[Collected data]
-- -- --
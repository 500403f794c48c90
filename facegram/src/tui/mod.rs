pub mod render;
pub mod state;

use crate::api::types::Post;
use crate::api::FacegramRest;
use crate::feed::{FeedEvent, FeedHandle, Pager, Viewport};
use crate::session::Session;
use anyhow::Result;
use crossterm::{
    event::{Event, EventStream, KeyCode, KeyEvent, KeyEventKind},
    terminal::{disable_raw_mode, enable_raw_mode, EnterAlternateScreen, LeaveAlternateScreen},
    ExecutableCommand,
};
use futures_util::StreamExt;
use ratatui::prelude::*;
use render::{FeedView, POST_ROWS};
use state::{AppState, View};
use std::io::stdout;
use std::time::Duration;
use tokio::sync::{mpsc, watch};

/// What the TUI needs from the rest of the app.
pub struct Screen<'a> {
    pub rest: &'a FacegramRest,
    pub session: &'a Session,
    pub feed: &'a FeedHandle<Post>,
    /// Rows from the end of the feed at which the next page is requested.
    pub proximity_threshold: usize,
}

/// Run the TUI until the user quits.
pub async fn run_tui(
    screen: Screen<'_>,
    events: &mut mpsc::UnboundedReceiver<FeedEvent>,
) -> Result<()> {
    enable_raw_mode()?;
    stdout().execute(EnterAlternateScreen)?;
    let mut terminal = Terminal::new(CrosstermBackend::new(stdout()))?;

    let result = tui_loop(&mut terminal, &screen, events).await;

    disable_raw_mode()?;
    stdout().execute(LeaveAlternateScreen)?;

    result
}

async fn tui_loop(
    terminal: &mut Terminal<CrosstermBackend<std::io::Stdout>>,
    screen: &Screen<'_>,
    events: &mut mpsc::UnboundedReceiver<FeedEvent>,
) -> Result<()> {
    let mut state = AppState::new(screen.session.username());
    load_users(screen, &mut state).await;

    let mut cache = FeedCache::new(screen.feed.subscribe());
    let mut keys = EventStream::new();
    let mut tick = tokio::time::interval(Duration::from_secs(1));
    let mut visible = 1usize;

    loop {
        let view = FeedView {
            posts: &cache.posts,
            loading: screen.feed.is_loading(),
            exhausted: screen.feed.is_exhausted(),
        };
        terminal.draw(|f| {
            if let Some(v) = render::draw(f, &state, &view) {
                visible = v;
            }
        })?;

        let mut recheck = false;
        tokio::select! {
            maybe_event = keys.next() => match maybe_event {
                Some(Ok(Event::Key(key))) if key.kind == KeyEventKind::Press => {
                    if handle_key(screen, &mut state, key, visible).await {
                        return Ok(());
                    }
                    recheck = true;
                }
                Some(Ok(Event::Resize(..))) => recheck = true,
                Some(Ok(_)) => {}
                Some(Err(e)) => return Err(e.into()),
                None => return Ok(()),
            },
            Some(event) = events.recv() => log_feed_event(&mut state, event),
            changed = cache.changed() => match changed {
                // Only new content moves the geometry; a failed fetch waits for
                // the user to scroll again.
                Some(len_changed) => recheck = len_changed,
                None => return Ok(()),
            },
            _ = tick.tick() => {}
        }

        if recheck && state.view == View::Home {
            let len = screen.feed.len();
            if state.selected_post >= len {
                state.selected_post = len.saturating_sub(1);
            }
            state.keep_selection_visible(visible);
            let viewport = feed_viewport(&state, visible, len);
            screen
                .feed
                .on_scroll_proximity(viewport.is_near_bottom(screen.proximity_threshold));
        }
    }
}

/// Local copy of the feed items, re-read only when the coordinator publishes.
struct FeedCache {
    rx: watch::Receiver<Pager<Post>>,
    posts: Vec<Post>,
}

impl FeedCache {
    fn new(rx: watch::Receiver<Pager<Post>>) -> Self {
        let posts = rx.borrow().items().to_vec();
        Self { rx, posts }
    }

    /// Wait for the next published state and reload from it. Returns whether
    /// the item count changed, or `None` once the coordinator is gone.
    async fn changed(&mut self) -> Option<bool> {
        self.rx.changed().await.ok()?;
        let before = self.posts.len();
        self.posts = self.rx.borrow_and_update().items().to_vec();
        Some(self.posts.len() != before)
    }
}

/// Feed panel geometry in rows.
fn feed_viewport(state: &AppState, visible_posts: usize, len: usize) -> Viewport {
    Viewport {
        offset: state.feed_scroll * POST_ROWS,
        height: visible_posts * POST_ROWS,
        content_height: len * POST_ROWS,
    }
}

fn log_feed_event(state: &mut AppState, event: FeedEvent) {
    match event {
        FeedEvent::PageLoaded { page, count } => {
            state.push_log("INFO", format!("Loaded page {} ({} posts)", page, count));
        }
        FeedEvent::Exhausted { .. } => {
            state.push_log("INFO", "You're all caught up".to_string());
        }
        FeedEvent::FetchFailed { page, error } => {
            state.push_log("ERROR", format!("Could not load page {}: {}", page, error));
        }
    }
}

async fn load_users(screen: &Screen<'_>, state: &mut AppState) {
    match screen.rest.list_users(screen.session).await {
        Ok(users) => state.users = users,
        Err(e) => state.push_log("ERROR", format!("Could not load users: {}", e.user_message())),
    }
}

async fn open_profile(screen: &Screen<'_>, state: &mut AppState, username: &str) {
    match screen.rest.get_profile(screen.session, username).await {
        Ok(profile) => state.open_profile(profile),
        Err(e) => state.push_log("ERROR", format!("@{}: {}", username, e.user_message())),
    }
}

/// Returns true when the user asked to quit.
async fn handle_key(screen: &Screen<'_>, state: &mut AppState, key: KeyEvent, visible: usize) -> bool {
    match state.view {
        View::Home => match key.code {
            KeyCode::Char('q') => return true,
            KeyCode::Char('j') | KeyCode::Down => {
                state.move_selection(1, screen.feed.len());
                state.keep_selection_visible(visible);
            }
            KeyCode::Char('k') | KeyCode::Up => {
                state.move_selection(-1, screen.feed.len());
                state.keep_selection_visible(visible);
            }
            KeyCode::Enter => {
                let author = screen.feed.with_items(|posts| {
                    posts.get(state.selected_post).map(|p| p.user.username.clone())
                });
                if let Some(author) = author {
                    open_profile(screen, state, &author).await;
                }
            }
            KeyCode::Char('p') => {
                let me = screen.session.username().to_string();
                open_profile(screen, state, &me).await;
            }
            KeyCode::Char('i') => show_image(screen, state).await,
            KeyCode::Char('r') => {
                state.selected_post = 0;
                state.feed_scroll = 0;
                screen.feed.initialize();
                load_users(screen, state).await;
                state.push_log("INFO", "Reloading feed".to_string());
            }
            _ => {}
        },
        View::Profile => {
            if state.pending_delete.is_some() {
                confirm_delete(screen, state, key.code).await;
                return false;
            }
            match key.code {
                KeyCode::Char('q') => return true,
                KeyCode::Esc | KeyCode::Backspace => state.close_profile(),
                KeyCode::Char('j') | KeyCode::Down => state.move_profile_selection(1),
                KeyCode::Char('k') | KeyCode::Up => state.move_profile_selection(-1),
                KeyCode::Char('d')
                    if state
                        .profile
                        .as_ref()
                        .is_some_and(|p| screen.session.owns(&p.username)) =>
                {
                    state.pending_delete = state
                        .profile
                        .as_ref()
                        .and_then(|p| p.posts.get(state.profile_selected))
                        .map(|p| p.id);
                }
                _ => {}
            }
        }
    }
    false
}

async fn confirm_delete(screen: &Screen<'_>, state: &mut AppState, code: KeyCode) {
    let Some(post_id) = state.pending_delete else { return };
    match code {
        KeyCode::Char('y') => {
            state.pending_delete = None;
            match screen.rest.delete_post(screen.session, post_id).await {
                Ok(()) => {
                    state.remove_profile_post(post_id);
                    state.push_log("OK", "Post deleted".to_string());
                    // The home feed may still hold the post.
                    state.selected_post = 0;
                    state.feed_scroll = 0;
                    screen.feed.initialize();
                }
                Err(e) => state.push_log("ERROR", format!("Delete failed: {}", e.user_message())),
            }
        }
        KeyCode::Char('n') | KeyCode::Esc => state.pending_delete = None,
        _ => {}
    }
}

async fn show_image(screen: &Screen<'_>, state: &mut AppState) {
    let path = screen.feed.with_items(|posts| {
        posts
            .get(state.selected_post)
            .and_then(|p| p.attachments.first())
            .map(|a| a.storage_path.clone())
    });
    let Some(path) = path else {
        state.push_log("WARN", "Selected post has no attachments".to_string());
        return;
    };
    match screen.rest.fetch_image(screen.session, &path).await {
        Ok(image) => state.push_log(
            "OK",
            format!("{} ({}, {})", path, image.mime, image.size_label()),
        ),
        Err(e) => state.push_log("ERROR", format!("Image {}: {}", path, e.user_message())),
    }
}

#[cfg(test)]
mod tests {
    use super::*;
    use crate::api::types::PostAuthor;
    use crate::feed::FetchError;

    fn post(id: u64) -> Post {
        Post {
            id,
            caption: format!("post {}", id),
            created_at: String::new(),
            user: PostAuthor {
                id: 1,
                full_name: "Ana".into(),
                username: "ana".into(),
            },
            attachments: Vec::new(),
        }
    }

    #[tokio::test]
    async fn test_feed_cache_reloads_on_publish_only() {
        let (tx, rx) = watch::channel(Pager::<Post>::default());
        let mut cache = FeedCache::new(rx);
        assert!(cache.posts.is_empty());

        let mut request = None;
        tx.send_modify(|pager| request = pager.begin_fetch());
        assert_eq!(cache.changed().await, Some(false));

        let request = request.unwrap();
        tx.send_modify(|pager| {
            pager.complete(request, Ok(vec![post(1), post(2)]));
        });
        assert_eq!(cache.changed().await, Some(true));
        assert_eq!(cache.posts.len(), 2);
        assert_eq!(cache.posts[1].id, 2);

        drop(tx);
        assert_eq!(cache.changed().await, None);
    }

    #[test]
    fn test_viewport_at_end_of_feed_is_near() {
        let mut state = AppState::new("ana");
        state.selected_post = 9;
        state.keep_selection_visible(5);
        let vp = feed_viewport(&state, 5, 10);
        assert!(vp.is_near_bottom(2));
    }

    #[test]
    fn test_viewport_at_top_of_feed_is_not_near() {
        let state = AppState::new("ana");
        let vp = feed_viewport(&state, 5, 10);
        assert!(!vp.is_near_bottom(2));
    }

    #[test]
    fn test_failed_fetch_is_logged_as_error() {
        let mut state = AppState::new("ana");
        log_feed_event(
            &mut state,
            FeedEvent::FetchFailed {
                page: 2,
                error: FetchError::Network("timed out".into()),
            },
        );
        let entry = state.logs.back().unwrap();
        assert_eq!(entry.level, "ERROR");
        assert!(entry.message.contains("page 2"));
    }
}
-- -- --
* **TASK TO COMPLETE**
Beginning at the line above that contains "enable_raw_mode()?;", return each line exactly through the line that contains "let mut keys = EventStream::new();", and no others.

* **EXERCISE ANSWER**
    enable_raw_mode()?;
    stdout().execute(EnterAlternateScreen)?;
    let mut terminal = Terminal::new(CrosstermBackend::new(stdout()))?;

    let result = tui_loop(&mut terminal, &screen, events).await;

    disable_raw_mode()?;
    stdout().execute(LeaveAlternateScreen)?;

    result
}

async fn tui_loop(
    terminal: &mut Terminal<CrosstermBackend<std::io::Stdout>>,
    screen: &Screen<'_>,
    events: &mut mpsc::UnboundedReceiver<FeedEvent>,
) -> Result<()> {
    let mut state = AppState::new(screen.session.username());
    load_users(screen, &mut state).await;

    let mut cache = FeedCache::new(screen.feed.subscribe());
    let mut keys = EventStream::new();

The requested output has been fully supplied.